(GOAL OF THE EXERCISE)
Search the records for the string "EmbeddedServer" and copy every line where it turns up.
== GIVEN DATA ==
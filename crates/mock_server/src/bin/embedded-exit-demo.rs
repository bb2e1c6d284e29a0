//! Host program that leaves the embedded server to the exit hook.
//!
//! Configured like any SandboxAI application (`SANDBOXAI__EMBEDDED__*`). It
//! installs a fmt subscriber on stderr, prints the server pid on stdout, uses
//! one scoped sandbox and leaves a second one bound, then returns from `main`
//! without stopping the server.

use sandboxai_core::config::SandboxaiConfig;
use sandboxai_embedded::EmbeddedServer;
use sandboxai_sandbox::SandboxBuilder;

fn main() -> anyhow::Result<()> {
    tracing_subscriber::fmt()
        .with_writer(std::io::stderr)
        .with_ansi(false)
        .with_env_filter(tracing_subscriber::EnvFilter::new(
            std::env::var("RUST_LOG").unwrap_or_else(|_| "info,sandboxai::server=debug".into()),
        ))
        .init();

    let config = SandboxaiConfig::load()?;

    SandboxBuilder::from_config(&config)
        .embedded(true)
        .build()?
        .scope(|sb| sb.run_shell_command("echo scoped").map(|_| ()))?;

    let mut leftover = SandboxBuilder::from_config(&config).embedded(true).build()?;
    leftover.run_shell_command("echo leftover")?;

    let pid = EmbeddedServer::global()
        .pid()
        .ok_or_else(|| anyhow::anyhow!("embedded server is not running"))?;
    println!("{}", pid);

    tracing::info!(name = %leftover.name(), "Leaving sandbox to the server");
    Ok(())
}
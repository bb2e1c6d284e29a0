//! Stand-in for `sandboxaid` that follows the embedded launch contract.
//!
//! Reads `SANDBOXAID_HOST`, `SANDBOXAID_PORT`, `SANDBOXAID_SCOPE`,
//! `SANDBOXAID_DELETE_ON_SHUTDOWN` and `SANDBOXAID_DEFAULT_IMAGE`. When the
//! port is `0` the chosen address is announced as one JSON line on stdout.

use std::io::Write;

use sandboxai_core::{types::ServerInfo, DEFAULT_IMAGE};
use sandboxai_mock_server::MockSandboxServer;

fn env_or(key: &str, default: &str) -> String {
    std::env::var(key).unwrap_or_else(|_| default.to_string())
}

async fn shutdown_signal() {
    let ctrl_c = async {
        let _ = tokio::signal::ctrl_c().await;
    };

    #[cfg(unix)]
    let terminate = async {
        match tokio::signal::unix::signal(tokio::signal::unix::SignalKind::terminate()) {
            Ok(mut sig) => {
                sig.recv().await;
            }
            Err(e) => {
                tracing::warn!(error = %e, "Failed to install SIGTERM handler");
                std::future::pending::<()>().await;
            }
        }
    };

    #[cfg(not(unix))]
    let terminate = std::future::pending::<()>();

    tokio::select! {
        _ = ctrl_c => tracing::info!("Received SIGINT, shutting down"),
        _ = terminate => tracing::info!("Received SIGTERM, shutting down"),
    }
}

#[tokio::main]
async fn main() -> anyhow::Result<()> {
    // stdout is reserved for the handshake line.
    tracing_subscriber::fmt()
        .with_writer(std::io::stderr)
        .with_ansi(false)
        .with_env_filter(tracing_subscriber::EnvFilter::new(
            std::env::var("RUST_LOG").unwrap_or_else(|_| "info".into()),
        ))
        .init();

    let host = env_or("SANDBOXAID_HOST", "127.0.0.1");
    let port = env_or("SANDBOXAID_PORT", "5266");
    let scope = env_or("SANDBOXAID_SCOPE", "default");
    let delete_on_shutdown = std::env::var("SANDBOXAID_DELETE_ON_SHUTDOWN")
        .map(|v| v.trim().eq_ignore_ascii_case("true"))
        .unwrap_or(false);
    let default_image = env_or("SANDBOXAID_DEFAULT_IMAGE", DEFAULT_IMAGE);

    let server = MockSandboxServer::with_default_image(default_image);
    let state = server.state();

    let listener = tokio::net::TcpListener::bind(format!("{}:{}", host, port)).await?;
    let addr = listener.local_addr()?;
    if port == "0" {
        let info = ServerInfo {
            host: Some(addr.ip().to_string()),
            port: addr.port(),
        };
        let mut stdout = std::io::stdout().lock();
        writeln!(stdout, "{}", serde_json::to_string(&info)?)?;
        stdout.flush()?;
    }
    tracing::info!(addr = %addr, scope = %scope, "Listening, starting HTTP server");

    server.run(listener, shutdown_signal()).await?;
    tracing::info!("Stopped serving new connections");

    if delete_on_shutdown {
        tracing::info!("Cleanup: ensuring all sandboxes are deleted");
        match state.delete_all() {
            0 => tracing::info!("Cleanup: no sandboxes to delete"),
            total => tracing::info!("Cleanup: done deleting sandboxes (total = {})", total),
        }
    }

    tracing::info!("Graceful shutdown complete");
    Ok(())
}
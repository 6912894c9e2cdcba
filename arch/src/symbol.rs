use strum::{Display, EnumIter, EnumString};

/// Symbols with a fixed address in every Hack program.
#[derive(Debug, Clone, Copy, PartialEq, Eq, Hash, EnumIter, EnumString, Display)]
pub enum Predefined {
    R0,
    R1,
    R2,
    R3,
    R4,
    R5,
    R6,
    R7,
    R8,
    R9,
    R10,
    R11,
    R12,
    R13,
    R14,
    R15,
    SP,
    LCL,
    ARG,
    THIS,
    THAT,
    SCREEN,
    KBD,
}

pub const SCREEN_ADDR: u16 = 0x4000;
pub const KBD_ADDR: u16 = 0x6000;

impl Predefined {
    pub fn addr(&self) -> u16 {
        use Predefined::*;
        match self {
            R0 | SP => 0,
            R1 | LCL => 1,
            R2 | ARG => 2,
            R3 | THIS => 3,
            R4 | THAT => 4,
            R5 => 5,
            R6 => 6,
            R7 => 7,
            R8 => 8,
            R9 => 9,
            R10 => 10,
            R11 => 11,
            R12 => 12,
            R13 => 13,
            R14 => 14,
            R15 => 15,
            SCREEN => SCREEN_ADDR,
            KBD => KBD_ADDR,
        }
    }
}

#[test]
fn test_predefined() {
    use strum::IntoEnumIterator;
    assert_eq!(Predefined::iter().count(), 23);
    assert_eq!("SCREEN".parse::<Predefined>().map(|p| p.addr()), Ok(16384));
    assert_eq!("KBD".parse::<Predefined>().map(|p| p.addr()), Ok(24576));
    assert_eq!(Predefined::THAT.addr(), 4);
    assert_eq!(Predefined::R13.to_string(), "R13");
}
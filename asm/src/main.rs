use color_print::cprintln;
use hackasm::{assembler, dump, output, source, symbol::Kind};

const HELP_TEMPLATE: &str = "\
{before-help}{bin} {version}
  {author}
  {about}

{usage-heading}
{tab}{usage}

{all-args}{after-help}";

#[derive(Debug, clap::Parser)]
#[clap(author, version, about, help_template = HELP_TEMPLATE)]
struct Args {
    /// Input file
    #[clap(default_value = "main.asm")]
    input: String,

    /// Output file [default: input with .hack extension]
    #[clap(short, long)]
    output: Option<String>,

    /// Dump assembly listing
    #[clap(short, long)]
    dump: bool,

    /// Write the symbol table as YAML
    #[clap(short, long)]
    symbols: Option<String>,

    /// Print every line as it is encoded
    #[clap(short, long)]
    verbose: bool,
}

fn main() {
    use clap::Parser;

    let args: Args = Args::parse();
    println!("Hack Assembler");

    println!("1. Read & Clean");
    println!("  < {}", args.input);
    let lines = source::read(&args.input).unwrap_or_else(|e| fail(e));
    println!("  - {} lines of code", lines.len());

    println!("2. Resolve Labels & Encode");
    let program = match assembler::assemble(lines, args.verbose) {
        Ok(program) => program,
        Err(e) => {
            e.print_diag(&args.input);
            std::process::exit(1);
        }
    };
    println!(
        "  - {} instructions, {} labels, {} variables",
        program.insts.len(),
        program.symbols.count(Kind::Label),
        program.symbols.count(Kind::Variable)
    );

    println!("3. Write");
    let out = args.output.unwrap_or_else(|| output::hack_path(&args.input));
    println!("  > {}", out);
    output::write_hack(&out, &program.words()).unwrap_or_else(|e| fail(e));
    if let Some(path) = &args.symbols {
        println!("  > {}", path);
        output::write_symbols(path, &program.symbols).unwrap_or_else(|e| fail(e));
    }

    if args.dump {
        dump::print(&program);
    }
    cprintln!("<green,bold>done</>");
}

fn fail(e: hackasm::error::Error) -> ! {
    e.print();
    std::process::exit(1);
}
===
(EXERCISE OUTPUT)
use sandboxai_embedded::EmbeddedServer;
    let pid = EmbeddedServer::global()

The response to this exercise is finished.